Poems by

Steven Croft


The Truth of a Thing Can Come In a Flash



After a phantom ride through miles

of green Yucata̒n jungle, the hotel van moves

under a white stuccoed arch, enters the hum

of Valladolid, passes blocks of row buildings

painted lime, yellow, burnt red. Ushered

out downtown, given "three hours to explore,"

I head for the twin cathedral towers

that watch over the town's narrow streets.


The tremolo sounds of Spanish guitar played

under the lush green leaves of trees reel me

into a plaza where a girl, barely a teen,

sits beside the guitarist, perhaps her father.

Her feet dirty under tasseled fringe of a brown

blanket poncho, I hesitate, hesitate

to be taken in by beggars, wonder if a man

who plays so elegantly can really be dirt poor.


I decide to move on but the girl's "Señor" stops

me, grief the most riveting language.  I finger

out two fifty pesos coins in my pocket -- one

for the girl's hand, and one for the open

guitar case -- this afternoon's price for beauty --

and sit on the bench next to them.




Ceremony



On a day of high sun and bird songs in trees at Chiche̒n-Itza̒

I am at the edge of the Well of Sacrifice, a lake in a crevice

of limestone hills, wait by it as the guide's voice fades,

moving the group down the central plaza -- set to dreaming

by her strange story of crop failure, drought, war, how living

bodies fell here, their blood released by priests, clouding

an underworld of blue water so the carved stone hands

of gods might lift to grace again an anxious people.

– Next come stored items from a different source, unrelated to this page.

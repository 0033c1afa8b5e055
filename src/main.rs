//! godecl CLI: explains fragments of Go code in English.

use std::io::{self, BufRead};

use clap::Parser;
use miette::{IntoDiagnostic, Result};

use godecl::{go_to_english, EXAMPLES};

#[derive(Parser)]
#[command(name = "godecl", version, about = "Like cdecl, but for Go")]
struct Cli {
    /// Go fragments to explain. Reads standard input line by line when none
    /// are given.
    fragments: Vec<String>,

    /// Print every built-in example with its English rendering.
    #[arg(long)]
    examples: bool,

    /// Report unparseable fragments and carry on with the rest.
    #[arg(long)]
    keep_going: bool,

    /// More logging (-v info, -vv debug, -vvv trace). RUST_LOG takes precedence.
    #[arg(short, long, action = clap::ArgAction::Count)]
    verbose: u8,
}

fn main() -> Result<()> {
    miette::set_hook(Box::new(|_| {
        Box::new(
            miette::MietteHandlerOpts::new()
                .unicode(true)
                .context_lines(3)
                .build(),
        )
    }))
    .ok();

    let cli = Cli::parse();

    let default_level = match cli.verbose {
        0 => "warn",
        1 => "info",
        2 => "debug",
        _ => "trace",
    };
    tracing_subscriber::fmt()
        .with_writer(io::stderr)
        .with_env_filter(
            tracing_subscriber::EnvFilter::try_from_default_env()
                .unwrap_or_else(|_| tracing_subscriber::EnvFilter::new(default_level)),
        )
        .init();

    if cli.examples {
        for src in EXAMPLES {
            println!("{src}");
            println!("  {}", go_to_english(src)?);
        }
        return Ok(());
    }

    if !cli.fragments.is_empty() {
        for frag in &cli.fragments {
            explain(frag, cli.keep_going)?;
        }
        return Ok(());
    }

    tracing::info!("reading fragments from standard input");
    for line in io::stdin().lock().lines() {
        explain(&line.into_diagnostic()?, cli.keep_going)?;
    }
    Ok(())
}

fn explain(frag: &str, keep_going: bool) -> Result<()> {
    match go_to_english(frag) {
        Ok(english) => println!("{english}"),
        Err(e) if keep_going => println!("error: {e}"),
        Err(e) => return Err(e.into()),
    }
    Ok(())
}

I wonder at the death-walk slap of sandals up to the end

of life, on a day like today, the drip drip feeding of souls

to water, lulled maybe by the rhythm of priests' chants,

bowls of drugged liquid from the hands of fervid servants,

how in their steps the chosen dream the rains have come,

the war against the city ended, mid-step, how they might

lift eyes in a shuffling line that idles at the murmured news,

how they are let go, running for the kiss of family with hearts

burning like the liquor from agave plants.


Steven Croft is the author of New World Poems (Alien Buddha Press, 2020). His poems have appeared in Willawaw Journal, San Pedro River Review, So It Goes, North of Oxford, Quaci Press Magazine, and other places, and have been nominated for the Pushcart Prize and Best of the Net




The Green Children of Woolpit



In the village of Woolpit in the county of Suthfolke

in the time of the harvest, on a day of good cheer,

two children found wandering, skins green as young cabbage,

were stopped by some villagers, and what did they hear?


"Zu mireke Sedana?" asked the girl, "Ev baragi dikeet,"

the boy did say.  A woman asked, "From where did you come?

Show us the way."  The children did nothing but still repeat

a strange tongue, palms to their eyes to block out the sun.


In the village they ate nothing, neither meat, porridge, nor bread,

until, in a thatched-roof house, beans were shelled where they lay.

Up jumped the girl who came running, and the boy raised his head up.

They ate raw beans faster than the women could shell them that day.


Taken by the local lord to his manor, the boy pined and faded.

The young girl learned Inglish, did not die like her sibling.

Her story made a fabric spun out of fable: in a land with no sun

both tended sheep when sweet bells they heard ringing.


They followed the sounds to a cavemouth, and through the caverns

to Ingland.  This story is written in the Historia rerum Anglicarum,

how the girl left the land of a Green King to be subject of King Stephen.

So this tale of orphans goes.  Today, Woolpit Village has them as emblem.


Hope's Dissection


"if an unfathomable, insatiable emptiness lay hid

beneath everything, what would life be but despair?"


--Soren Kierkegaard



The cutaway view of a soul shows it threatened

by plasmic dread of past and future catastrophes:

wide, public, shared by many, or felt alone or by a few;

but a tiny kernel needing zoom, minute focus, is there,

its measurement taking breath away with energy –

while the soul's projector casts holograms, people

laughing, crying, mugging for the camera, some broken

by a despair that lifts a hand to stop the filming, the

reel to reels turn on: humans, carrying this medicinal,

this seed, passing it through generations like iron

in the blood as a prayer against the overwhelming,

its promise a shen ring emanating protective

Van Allen belts around the whole soul, carrying us

on, whispering, "life is a garden where things

always grow again," soothing, its half-life eternal.